(Dataset entries)
------------

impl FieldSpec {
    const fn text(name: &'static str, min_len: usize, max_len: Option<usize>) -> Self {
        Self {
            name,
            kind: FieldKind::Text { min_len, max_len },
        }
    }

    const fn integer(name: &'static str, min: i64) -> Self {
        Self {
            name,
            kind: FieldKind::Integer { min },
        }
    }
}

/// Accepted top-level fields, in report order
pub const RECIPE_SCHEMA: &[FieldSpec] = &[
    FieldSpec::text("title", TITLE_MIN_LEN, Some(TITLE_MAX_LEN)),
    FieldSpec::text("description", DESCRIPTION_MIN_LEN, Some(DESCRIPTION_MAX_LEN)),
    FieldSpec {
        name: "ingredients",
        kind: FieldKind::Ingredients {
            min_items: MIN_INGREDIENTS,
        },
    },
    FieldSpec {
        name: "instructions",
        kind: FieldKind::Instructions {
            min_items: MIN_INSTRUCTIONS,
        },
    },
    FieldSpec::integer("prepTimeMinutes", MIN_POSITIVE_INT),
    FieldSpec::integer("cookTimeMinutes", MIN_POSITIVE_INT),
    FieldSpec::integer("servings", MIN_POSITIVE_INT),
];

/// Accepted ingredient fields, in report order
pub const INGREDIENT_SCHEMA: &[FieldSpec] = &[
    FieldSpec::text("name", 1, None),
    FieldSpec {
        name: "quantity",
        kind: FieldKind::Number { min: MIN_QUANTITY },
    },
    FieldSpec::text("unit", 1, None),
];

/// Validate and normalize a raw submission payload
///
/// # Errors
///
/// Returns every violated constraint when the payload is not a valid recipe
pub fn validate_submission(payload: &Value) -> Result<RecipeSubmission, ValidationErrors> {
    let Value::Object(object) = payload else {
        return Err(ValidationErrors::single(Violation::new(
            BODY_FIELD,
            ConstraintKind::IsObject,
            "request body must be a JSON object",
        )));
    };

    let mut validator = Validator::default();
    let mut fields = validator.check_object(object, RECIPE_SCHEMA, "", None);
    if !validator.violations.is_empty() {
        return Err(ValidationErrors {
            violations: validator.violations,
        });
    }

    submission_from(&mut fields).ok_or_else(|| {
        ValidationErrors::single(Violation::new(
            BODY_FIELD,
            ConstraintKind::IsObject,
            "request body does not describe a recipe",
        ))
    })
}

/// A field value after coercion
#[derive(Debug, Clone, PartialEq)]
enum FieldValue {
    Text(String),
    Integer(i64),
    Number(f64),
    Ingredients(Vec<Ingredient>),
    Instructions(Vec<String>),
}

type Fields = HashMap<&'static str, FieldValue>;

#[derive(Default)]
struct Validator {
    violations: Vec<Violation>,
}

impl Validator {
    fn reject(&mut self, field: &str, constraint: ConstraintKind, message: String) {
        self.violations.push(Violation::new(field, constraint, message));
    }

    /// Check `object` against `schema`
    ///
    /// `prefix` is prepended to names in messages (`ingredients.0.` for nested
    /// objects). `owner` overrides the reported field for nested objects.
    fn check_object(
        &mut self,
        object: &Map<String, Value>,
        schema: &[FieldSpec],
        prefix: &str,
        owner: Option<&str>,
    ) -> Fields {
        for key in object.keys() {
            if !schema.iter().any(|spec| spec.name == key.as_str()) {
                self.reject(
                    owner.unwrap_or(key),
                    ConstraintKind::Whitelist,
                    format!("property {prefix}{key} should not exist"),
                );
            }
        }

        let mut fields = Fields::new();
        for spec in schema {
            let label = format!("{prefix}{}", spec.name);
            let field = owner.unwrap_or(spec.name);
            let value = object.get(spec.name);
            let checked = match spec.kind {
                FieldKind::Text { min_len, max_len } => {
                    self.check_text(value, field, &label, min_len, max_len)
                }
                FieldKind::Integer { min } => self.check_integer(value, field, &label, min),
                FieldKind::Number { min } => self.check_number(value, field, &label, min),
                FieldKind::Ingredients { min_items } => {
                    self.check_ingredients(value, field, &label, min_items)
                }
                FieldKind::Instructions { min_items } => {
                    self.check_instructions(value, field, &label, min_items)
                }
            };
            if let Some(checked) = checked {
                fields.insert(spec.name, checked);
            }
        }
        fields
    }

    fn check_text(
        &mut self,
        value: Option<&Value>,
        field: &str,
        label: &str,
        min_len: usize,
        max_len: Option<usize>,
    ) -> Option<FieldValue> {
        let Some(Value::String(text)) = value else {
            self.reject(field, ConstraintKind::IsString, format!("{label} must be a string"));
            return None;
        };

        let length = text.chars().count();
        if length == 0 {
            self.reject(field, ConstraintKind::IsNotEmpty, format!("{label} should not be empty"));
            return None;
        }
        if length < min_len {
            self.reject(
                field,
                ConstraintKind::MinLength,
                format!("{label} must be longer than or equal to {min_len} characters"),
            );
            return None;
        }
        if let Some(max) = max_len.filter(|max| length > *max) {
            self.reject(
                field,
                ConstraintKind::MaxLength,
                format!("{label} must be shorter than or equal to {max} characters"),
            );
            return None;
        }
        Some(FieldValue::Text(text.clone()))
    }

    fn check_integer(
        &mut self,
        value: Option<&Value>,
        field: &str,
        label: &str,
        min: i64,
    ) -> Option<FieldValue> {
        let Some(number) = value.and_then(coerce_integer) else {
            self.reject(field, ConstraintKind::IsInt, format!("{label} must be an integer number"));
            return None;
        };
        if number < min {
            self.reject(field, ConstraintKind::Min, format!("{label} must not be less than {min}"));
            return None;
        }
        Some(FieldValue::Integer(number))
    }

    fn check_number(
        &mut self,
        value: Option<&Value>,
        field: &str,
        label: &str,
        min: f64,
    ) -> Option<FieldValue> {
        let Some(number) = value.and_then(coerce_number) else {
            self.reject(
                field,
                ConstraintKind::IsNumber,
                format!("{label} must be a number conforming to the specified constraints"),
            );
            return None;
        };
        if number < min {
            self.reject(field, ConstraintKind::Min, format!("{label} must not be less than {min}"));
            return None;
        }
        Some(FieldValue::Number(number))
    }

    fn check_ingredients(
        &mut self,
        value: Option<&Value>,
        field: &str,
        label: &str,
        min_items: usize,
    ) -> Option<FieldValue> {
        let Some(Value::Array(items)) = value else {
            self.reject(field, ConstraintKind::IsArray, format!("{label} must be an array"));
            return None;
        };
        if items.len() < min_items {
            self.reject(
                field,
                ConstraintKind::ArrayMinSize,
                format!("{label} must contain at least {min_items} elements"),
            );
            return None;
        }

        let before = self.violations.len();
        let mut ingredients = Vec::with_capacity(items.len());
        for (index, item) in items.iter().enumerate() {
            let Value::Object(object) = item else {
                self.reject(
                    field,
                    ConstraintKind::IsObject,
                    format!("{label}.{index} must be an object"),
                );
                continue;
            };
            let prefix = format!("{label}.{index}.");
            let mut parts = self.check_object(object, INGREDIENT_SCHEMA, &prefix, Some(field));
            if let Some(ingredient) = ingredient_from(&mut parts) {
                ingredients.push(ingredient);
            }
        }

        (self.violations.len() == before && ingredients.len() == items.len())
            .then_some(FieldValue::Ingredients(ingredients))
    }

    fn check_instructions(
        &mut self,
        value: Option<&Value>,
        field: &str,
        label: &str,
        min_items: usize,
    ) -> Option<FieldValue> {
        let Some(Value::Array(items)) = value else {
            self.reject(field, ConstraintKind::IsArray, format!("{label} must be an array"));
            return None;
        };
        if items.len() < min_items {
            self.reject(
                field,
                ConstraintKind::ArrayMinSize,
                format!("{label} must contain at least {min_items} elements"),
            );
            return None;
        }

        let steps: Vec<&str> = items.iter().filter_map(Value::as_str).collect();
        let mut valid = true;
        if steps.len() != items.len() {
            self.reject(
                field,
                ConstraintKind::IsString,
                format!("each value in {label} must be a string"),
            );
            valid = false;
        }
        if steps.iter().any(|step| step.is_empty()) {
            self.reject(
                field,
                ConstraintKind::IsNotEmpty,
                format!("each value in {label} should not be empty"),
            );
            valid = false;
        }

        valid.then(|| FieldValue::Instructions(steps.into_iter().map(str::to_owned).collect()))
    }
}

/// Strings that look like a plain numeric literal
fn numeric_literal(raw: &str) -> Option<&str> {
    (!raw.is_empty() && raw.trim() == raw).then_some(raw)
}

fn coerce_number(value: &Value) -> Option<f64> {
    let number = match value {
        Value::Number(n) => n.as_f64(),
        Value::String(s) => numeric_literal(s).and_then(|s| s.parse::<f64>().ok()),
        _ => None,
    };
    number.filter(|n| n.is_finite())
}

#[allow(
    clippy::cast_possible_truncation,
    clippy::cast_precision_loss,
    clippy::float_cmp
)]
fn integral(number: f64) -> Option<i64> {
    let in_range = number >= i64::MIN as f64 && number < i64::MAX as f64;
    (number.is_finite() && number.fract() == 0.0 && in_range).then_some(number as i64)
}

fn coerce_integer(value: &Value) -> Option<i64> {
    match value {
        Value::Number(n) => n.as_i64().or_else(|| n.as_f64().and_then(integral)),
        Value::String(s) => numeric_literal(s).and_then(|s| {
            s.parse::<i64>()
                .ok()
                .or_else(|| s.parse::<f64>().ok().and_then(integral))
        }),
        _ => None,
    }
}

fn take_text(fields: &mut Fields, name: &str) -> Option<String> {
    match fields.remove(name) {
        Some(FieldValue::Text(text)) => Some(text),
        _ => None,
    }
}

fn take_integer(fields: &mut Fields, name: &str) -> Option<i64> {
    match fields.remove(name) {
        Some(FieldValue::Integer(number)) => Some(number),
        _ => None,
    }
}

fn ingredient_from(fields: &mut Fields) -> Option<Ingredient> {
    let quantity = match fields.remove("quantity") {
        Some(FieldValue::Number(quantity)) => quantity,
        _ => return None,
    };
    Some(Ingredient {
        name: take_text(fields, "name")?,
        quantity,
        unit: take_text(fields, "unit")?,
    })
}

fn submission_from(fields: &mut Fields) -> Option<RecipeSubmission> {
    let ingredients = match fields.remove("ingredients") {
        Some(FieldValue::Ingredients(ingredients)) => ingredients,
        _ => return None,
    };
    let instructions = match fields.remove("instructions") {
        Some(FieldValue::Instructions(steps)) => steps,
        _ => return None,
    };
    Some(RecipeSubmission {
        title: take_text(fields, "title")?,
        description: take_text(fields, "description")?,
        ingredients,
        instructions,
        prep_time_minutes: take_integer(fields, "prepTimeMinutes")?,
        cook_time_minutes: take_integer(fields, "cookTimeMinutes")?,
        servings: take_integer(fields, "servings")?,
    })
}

------------

What is required: Examine the records and pull out every line where the string "unit" occurs.

Task response:
    FieldSpec::text("unit", 1, None),
        unit: take_text(fields, "unit")?,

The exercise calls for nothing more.